EXERCISE DATA:
= = =

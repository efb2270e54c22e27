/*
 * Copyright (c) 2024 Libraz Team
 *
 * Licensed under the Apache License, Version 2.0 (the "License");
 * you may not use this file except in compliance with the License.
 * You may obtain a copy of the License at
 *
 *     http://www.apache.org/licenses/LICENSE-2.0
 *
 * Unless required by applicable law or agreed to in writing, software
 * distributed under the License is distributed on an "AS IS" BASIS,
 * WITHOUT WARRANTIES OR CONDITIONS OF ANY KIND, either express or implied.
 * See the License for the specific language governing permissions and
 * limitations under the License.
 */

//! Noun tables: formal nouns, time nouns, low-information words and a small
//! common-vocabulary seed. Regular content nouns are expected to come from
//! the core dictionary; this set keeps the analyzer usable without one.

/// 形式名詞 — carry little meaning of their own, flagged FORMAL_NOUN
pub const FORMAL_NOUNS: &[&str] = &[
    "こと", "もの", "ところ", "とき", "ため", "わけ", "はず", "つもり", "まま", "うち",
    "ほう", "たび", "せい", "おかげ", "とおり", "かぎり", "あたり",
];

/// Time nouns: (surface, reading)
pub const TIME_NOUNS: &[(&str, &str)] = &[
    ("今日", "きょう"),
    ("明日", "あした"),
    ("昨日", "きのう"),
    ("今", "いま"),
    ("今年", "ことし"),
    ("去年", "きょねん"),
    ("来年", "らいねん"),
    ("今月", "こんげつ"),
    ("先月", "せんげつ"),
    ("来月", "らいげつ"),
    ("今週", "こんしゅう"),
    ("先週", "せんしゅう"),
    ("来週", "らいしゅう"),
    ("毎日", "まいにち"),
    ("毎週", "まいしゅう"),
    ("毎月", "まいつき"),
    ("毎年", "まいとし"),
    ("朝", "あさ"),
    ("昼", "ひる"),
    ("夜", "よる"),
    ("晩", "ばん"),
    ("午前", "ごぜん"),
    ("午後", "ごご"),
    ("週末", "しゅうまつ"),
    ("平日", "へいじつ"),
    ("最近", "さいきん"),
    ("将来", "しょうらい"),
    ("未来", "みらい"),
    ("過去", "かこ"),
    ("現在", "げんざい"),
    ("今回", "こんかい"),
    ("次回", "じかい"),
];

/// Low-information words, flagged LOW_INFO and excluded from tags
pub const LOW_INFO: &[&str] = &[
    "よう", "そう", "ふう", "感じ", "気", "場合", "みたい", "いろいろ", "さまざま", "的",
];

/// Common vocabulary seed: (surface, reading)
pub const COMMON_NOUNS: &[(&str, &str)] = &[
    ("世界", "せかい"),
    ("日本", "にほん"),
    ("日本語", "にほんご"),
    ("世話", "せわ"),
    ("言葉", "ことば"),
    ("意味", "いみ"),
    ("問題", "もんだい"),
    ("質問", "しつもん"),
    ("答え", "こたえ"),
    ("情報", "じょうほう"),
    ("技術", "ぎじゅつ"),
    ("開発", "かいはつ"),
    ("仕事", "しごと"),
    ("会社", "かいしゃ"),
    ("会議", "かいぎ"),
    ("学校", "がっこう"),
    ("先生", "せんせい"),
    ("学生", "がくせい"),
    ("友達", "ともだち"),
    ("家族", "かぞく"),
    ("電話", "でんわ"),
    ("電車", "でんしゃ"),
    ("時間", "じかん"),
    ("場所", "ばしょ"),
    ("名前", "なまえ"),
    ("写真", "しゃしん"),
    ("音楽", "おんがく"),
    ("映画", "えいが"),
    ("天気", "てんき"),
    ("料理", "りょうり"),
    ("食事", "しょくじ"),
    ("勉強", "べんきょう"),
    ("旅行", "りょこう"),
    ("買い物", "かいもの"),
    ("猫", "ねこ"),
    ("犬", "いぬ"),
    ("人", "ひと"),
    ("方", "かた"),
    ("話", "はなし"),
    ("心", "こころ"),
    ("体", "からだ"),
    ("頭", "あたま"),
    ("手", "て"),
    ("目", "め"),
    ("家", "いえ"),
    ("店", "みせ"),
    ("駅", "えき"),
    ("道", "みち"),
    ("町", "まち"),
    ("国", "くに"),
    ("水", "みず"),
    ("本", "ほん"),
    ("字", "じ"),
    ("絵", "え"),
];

= = =

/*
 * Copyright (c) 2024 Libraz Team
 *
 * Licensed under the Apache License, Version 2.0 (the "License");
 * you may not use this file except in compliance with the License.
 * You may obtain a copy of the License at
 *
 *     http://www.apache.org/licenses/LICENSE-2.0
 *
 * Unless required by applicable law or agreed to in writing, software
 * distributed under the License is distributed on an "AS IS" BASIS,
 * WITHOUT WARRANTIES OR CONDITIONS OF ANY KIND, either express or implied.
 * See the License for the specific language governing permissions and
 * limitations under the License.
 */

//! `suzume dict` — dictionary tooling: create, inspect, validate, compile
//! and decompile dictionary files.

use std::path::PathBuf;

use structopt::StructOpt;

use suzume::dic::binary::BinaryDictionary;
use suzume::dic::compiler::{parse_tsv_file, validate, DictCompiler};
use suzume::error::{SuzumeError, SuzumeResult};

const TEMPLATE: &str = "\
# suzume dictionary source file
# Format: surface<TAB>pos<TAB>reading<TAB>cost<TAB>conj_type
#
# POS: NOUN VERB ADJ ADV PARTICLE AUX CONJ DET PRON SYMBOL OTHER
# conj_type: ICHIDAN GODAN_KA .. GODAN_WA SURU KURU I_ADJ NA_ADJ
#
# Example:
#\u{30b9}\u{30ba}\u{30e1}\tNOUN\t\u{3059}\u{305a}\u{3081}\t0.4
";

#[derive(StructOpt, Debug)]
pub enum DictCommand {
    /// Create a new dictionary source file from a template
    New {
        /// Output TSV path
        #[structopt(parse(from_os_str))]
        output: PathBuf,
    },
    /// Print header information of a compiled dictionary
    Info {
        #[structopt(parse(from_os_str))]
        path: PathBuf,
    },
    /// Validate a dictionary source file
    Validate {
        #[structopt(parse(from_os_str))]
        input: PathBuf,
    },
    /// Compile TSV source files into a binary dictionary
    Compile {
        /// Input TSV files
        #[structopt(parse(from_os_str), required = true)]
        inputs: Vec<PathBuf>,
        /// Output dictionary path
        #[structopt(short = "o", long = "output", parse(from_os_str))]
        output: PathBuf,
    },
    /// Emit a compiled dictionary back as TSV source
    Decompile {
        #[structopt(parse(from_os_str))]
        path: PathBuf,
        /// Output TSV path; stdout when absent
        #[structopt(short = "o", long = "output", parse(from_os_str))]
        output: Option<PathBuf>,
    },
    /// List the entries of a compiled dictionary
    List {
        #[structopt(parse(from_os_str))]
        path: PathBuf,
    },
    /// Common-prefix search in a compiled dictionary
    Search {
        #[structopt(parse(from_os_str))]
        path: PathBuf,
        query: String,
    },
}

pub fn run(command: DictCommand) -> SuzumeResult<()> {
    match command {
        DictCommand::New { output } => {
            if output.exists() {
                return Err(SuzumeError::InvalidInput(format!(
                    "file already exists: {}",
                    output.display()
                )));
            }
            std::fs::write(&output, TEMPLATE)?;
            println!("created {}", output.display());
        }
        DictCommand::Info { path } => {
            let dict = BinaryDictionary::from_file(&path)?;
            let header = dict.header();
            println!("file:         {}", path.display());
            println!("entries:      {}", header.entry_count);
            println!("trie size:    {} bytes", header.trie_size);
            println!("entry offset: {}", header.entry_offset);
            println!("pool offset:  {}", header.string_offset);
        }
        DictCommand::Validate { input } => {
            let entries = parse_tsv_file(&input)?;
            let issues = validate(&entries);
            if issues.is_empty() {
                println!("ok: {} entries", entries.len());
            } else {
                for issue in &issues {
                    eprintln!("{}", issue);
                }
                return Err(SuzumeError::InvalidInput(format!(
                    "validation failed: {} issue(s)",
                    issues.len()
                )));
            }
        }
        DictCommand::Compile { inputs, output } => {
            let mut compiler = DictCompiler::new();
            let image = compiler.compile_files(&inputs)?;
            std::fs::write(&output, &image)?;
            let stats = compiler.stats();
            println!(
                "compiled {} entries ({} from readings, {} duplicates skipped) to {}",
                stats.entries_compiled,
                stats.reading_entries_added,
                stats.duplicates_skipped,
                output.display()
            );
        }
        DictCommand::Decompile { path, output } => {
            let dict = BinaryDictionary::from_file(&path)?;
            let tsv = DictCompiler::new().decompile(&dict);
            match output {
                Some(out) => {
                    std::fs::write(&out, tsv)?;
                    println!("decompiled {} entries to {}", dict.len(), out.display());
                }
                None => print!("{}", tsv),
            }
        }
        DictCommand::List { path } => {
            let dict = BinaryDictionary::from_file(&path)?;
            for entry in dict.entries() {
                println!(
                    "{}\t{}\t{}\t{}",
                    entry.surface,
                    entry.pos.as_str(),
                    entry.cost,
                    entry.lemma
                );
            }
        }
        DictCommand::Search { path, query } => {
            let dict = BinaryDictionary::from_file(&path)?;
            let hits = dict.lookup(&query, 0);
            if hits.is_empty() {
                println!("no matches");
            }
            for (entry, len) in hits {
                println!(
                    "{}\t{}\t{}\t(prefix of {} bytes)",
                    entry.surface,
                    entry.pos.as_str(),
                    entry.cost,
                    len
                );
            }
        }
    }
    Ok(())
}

= = =

State how many lines in the records contain the string "flagged". Give the number with no words around it.

2